| Brief |
The listing is to be reproduced in full, with no character altered.

| Recorded data |
#####
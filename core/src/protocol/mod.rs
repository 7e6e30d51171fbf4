/*
 * mod.rs
 * Copyright (C) 2026 Chris Burdess
 *
 * This file is part of Segnalibro, a Nostr bookmarking client.
 *
 * Segnalibro is free software: you can redistribute it and/or modify
 * it under the terms of the GNU General Public License as published by
 * the Free Software Foundation, either version 3 of the License, or
 * (at your option) any later version.
 *
 * Segnalibro is distributed in the hope that it will be useful,
 * but WITHOUT ANY WARRANTY; without even the implied warranty of
 * MERCHANTABILITY or FITNESS FOR A PARTICULAR PURPOSE.  See the
 * GNU General Public License for more details.
 *
 * You should have received a copy of the GNU General Public License
 * along with Segnalibro.  If not, see <http://www.gnu.org/licenses/>.
 */

pub mod nostr;
pub mod websocket;
/*
 * nip55.rs
 * Copyright (C) 2026 Chris Burdess
 *
 * This file is part of Segnalibro, a Nostr bookmarking client.
 *
 * Segnalibro is free software: you can redistribute it and/or modify
 * it under the terms of the GNU General Public License as published by
 * the Free Software Foundation, either version 3 of the License, or
 * (at your option) any later version.
 *
 * Segnalibro is distributed in the hope that it will be useful,
 * but WITHOUT ANY WARRANTY; without even the implied warranty of
 * MERCHANTABILITY or FITNESS FOR A PARTICULAR PURPOSE.  See the
 * GNU General Public License for more details.
 *
 * You should have received a copy of the GNU General Public License
 * along with Segnalibro.  If not, see <http://www.gnu.org/licenses/>.
 */

//! NIP-55 signer replies. The signer app answers either through intent extras or through a
//! content resolver row; both carry the same fields (`result`, `event`, `package`, and
//! `rejected` when the user declined). We only parse them; launching the signer is the
//! platform layer's job.

use std::collections::HashMap;

use serde::Deserialize;
use serde_json::Value;
use thiserror::Error;

use super::keys::{public_key_to_hex, KeyError};

#[derive(Debug, Error)]
pub enum SignerError {
    #[error("request rejected by signer")]
    Rejected,
    #[error("signer reply has no result")]
    MissingResult,
    #[error("signer returned an invalid public key: {0}")]
    InvalidPubkey(#[from] KeyError),
    #[error("signer returned an invalid event: {0}")]
    InvalidEvent(String),
}

/// Fields of one signer reply, whichever channel it came through.
#[derive(Debug, Clone, Default, PartialEq, Eq, Deserialize)]
pub struct SignerResponse {
    #[serde(default, alias = "signature")]
    pub result: Option<String>,
    #[serde(default)]
    pub event: Option<String>,
    #[serde(default)]
    pub package: Option<String>,
    #[serde(default)]
    pub rejected: bool,
}

impl SignerResponse {
    /// From intent extras. A `rejected` extra with any value other than "false" counts.
    pub fn from_extras(extras: &HashMap<String, String>) -> Self {
        Self {
            result: non_empty(extras.get("result").or_else(|| extras.get("signature"))),
            event: non_empty(extras.get("event")),
            package: non_empty(extras.get("package")),
            rejected: extras
                .get("rejected")
                .map(|v| v != "false")
                .unwrap_or(false),
        }
    }

    /// From a content resolver row. A `rejected` column marks a declined request; a row with
    /// no columns at all means the signer had no permission and also counts as rejected.
    pub fn from_row(columns: &[&str], values: &[Option<String>]) -> Self {
        if columns.is_empty() {
            return Self { rejected: true, ..Self::default() };
        }
        let mut response = Self::default();
        for (name, value) in columns.iter().zip(values) {
            match *name {
                "rejected" => response.rejected = true,
                "result" | "signature" => response.result = non_empty(value.as_ref()),
                "event" => response.event = non_empty(value.as_ref()),
                "package" => response.package = non_empty(value.as_ref()),
                _ => {}
            }
        }
        response
    }
}

fn non_empty(value: Option<&String>) -> Option<String> {
    value.filter(|s| !s.trim().is_empty()).cloned()
}

/// Reply to `get_public_key`: the signer returns npub or hex; we return hex.
pub fn parse_public_key_response(response: &SignerResponse) -> Result<String, SignerError> {
    if response.rejected {
        return Err(SignerError::Rejected);
    }
    let result = response.result.as_deref().ok_or(SignerError::MissingResult)?;
    Ok(public_key_to_hex(result)?)
}

/// Reply to `sign_event`. Prefer the full signed event; otherwise merge the returned signature
/// into `unsigned_event` (which must already carry its id).
pub fn parse_sign_event_response(
    response: &SignerResponse,
    unsigned_event: Option<&str>,
) -> Result<Value, SignerError> {
    if response.rejected {
        return Err(SignerError::Rejected);
    }
    if let Some(event) = &response.event {
        let value: Value =
            serde_json::from_str(event).map_err(|e| SignerError::InvalidEvent(e.to_string()))?;
        check_signed(&value)?;
        return Ok(value);
    }
    let signature = response.result.as_deref().ok_or(SignerError::MissingResult)?;
    if !is_signature(signature) {
        return Err(SignerError::InvalidEvent("signature is not 64 bytes of hex".into()));
    }
    let template = unsigned_event.ok_or(SignerError::MissingResult)?;
    let mut value: Value =
        serde_json::from_str(template).map_err(|e| SignerError::InvalidEvent(e.to_string()))?;
    let object = value
        .as_object_mut()
        .ok_or_else(|| SignerError::InvalidEvent("event is not an object".into()))?;
    object.insert("sig".into(), Value::from(signature));
    check_signed(&value)?;
    Ok(value)
}

fn check_signed(value: &Value) -> Result<(), SignerError> {
    let field = |name: &str| {
        value
            .get(name)
            .and_then(Value::as_str)
            .filter(|s| !s.is_empty())
            .is_some()
    };
    if !value.is_object() {
        return Err(SignerError::InvalidEvent("event is not an object".into()));
    }
    if !field("id") {
        return Err(SignerError::InvalidEvent("missing id".into()));
    }
    if !field("sig") {
        return Err(SignerError::InvalidEvent("missing sig".into()));
    }
    Ok(())
}

fn is_signature(s: &str) -> bool {
    s.len() == 128 && s.bytes().all(|b| b.is_ascii_hexdigit())
}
#####
| Solution to this exercise |
filename core/src/protocol/mod.rs
repository 7e6e30d51171fbf4
/*
 * mod.rs
 * Copyright (C) 2026 Chris Burdess
 *
 * This file is part of Segnalibro, a Nostr bookmarking client.
 *
 * Segnalibro is free software: you can redistribute it and/or modify
 * it under the terms of the GNU General Public License as published by
 * the Free Software Foundation, either version 3 of the License, or
 * (at your option) any later version.
 *
 * Segnalibro is distributed in the hope that it will be useful,
 * but WITHOUT ANY WARRANTY; without even the implied warranty of
 * MERCHANTABILITY or FITNESS FOR A PARTICULAR PURPOSE.  See the
 * GNU General Public License for more details.
 *
 * You should have received a copy of the GNU General Public License
 * along with Segnalibro.  If not, see <http://www.gnu.org/licenses/>.
 */

pub mod nostr;
pub mod websocket;
/*
 * nip55.rs
 * Copyright (C) 2026 Chris Burdess
 *
 * This file is part of Segnalibro, a Nostr bookmarking client.
 *
 * Segnalibro is free software: you can redistribute it and/or modify
 * it under the terms of the GNU General Public License as published by
 * the Free Software Foundation, either version 3 of the License, or
 * (at your option) any later version.
 *
 * Segnalibro is distributed in the hope that it will be useful,
 * but WITHOUT ANY WARRANTY; without even the implied warranty of
 * MERCHANTABILITY or FITNESS FOR A PARTICULAR PURPOSE.  See the
 * GNU General Public License for more details.
 *
 * You should have received a copy of the GNU General Public License
 * along with Segnalibro.  If not, see <http://www.gnu.org/licenses/>.
 */

//! NIP-55 signer replies. The signer app answers either through intent extras or through a
//! content resolver row; both carry the same fields (`result`, `event`, `package`, and
//! `rejected` when the user declined). We only parse them; launching the signer is the
//! platform layer's job.

use std::collections::HashMap;

use serde::Deserialize;
use serde_json::Value;
use thiserror::Error;

use super::keys::{public_key_to_hex, KeyError};

#[derive(Debug, Error)]
pub enum SignerError {
    #[error("request rejected by signer")]
    Rejected,
    #[error("signer reply has no result")]
    MissingResult,
    #[error("signer returned an invalid public key: {0}")]
    InvalidPubkey(#[from] KeyError),
    #[error("signer returned an invalid event: {0}")]
    InvalidEvent(String),
}

/// Fields of one signer reply, whichever channel it came through.
#[derive(Debug, Clone, Default, PartialEq, Eq, Deserialize)]
pub struct SignerResponse {
    #[serde(default, alias = "signature")]
    pub result: Option<String>,
    #[serde(default)]
    pub event: Option<String>,
    #[serde(default)]
    pub package: Option<String>,
    #[serde(default)]
    pub rejected: bool,
}

impl SignerResponse {
    /// From intent extras. A `rejected` extra with any value other than "false" counts.
    pub fn from_extras(extras: &HashMap<String, String>) -> Self {
        Self {
            result: non_empty(extras.get("result").or_else(|| extras.get("signature"))),
            event: non_empty(extras.get("event")),
            package: non_empty(extras.get("package")),
            rejected: extras
                .get("rejected")
                .map(|v| v != "false")
                .unwrap_or(false),
        }
    }

    /// From a content resolver row. A `rejected` column marks a declined request; a row with
    /// no columns at all means the signer had no permission and also counts as rejected.
    pub fn from_row(columns: &[&str], values: &[Option<String>]) -> Self {
        if columns.is_empty() {
            return Self { rejected: true, ..Self::default() };
        }
        let mut response = Self::default();
        for (name, value) in columns.iter().zip(values) {
            match *name {
                "rejected" => response.rejected = true,
                "result" | "signature" => response.result = non_empty(value.as_ref()),
                "event" => response.event = non_empty(value.as_ref()),
                "package" => response.package = non_empty(value.as_ref()),
                _ => {}
            }
        }
        response
    }
}

fn non_empty(value: Option<&String>) -> Option<String> {
    value.filter(|s| !s.trim().is_empty()).cloned()
}

/// Reply to `get_public_key`: the signer returns npub or hex; we return hex.
pub fn parse_public_key_response(response: &SignerResponse) -> Result<String, SignerError> {
    if response.rejected {
        return Err(SignerError::Rejected);
    }
    let result = response.result.as_deref().ok_or(SignerError::MissingResult)?;
    Ok(public_key_to_hex(result)?)
}

/// Reply to `sign_event`. Prefer the full signed event; otherwise merge the returned signature
/// into `unsigned_event` (which must already carry its id).
pub fn parse_sign_event_response(
    response: &SignerResponse,
    unsigned_event: Option<&str>,
) -> Result<Value, SignerError> {
    if response.rejected {
        return Err(SignerError::Rejected);
    }
    if let Some(event) = &response.event {
        let value: Value =
            serde_json::from_str(event).map_err(|e| SignerError::InvalidEvent(e.to_string()))?;
        check_signed(&value)?;
        return Ok(value);
    }
    let signature = response.result.as_deref().ok_or(SignerError::MissingResult)?;
    if !is_signature(signature) {
        return Err(SignerError::InvalidEvent("signature is not 64 bytes of hex".into()));
    }
    let template = unsigned_event.ok_or(SignerError::MissingResult)?;
    let mut value: Value =
        serde_json::from_str(template).map_err(|e| SignerError::InvalidEvent(e.to_string()))?;
    let object = value
        .as_object_mut()
        .ok_or_else(|| SignerError::InvalidEvent("event is not an object".into()))?;
    object.insert("sig".into(), Value::from(signature));
    check_signed(&value)?;
    Ok(value)
}

fn check_signed(value: &Value) -> Result<(), SignerError> {
    let field = |name: &str| {
        value
            .get(name)
            .and_then(Value::as_str)
            .filter(|s| !s.is_empty())
            .is_some()
    };
    if !value.is_object() {
        return Err(SignerError::InvalidEvent("event is not an object".into()));
    }
    if !field("id") {
        return Err(SignerError::InvalidEvent("missing id".into()));
    }
    if !field("sig") {
        return Err(SignerError::InvalidEvent("missing sig".into()));
    }
    Ok(())
}

fn is_signature(s: &str) -> bool {
    s.len() == 128 && s.bytes().all(|b| b.is_ascii_hexdigit())
}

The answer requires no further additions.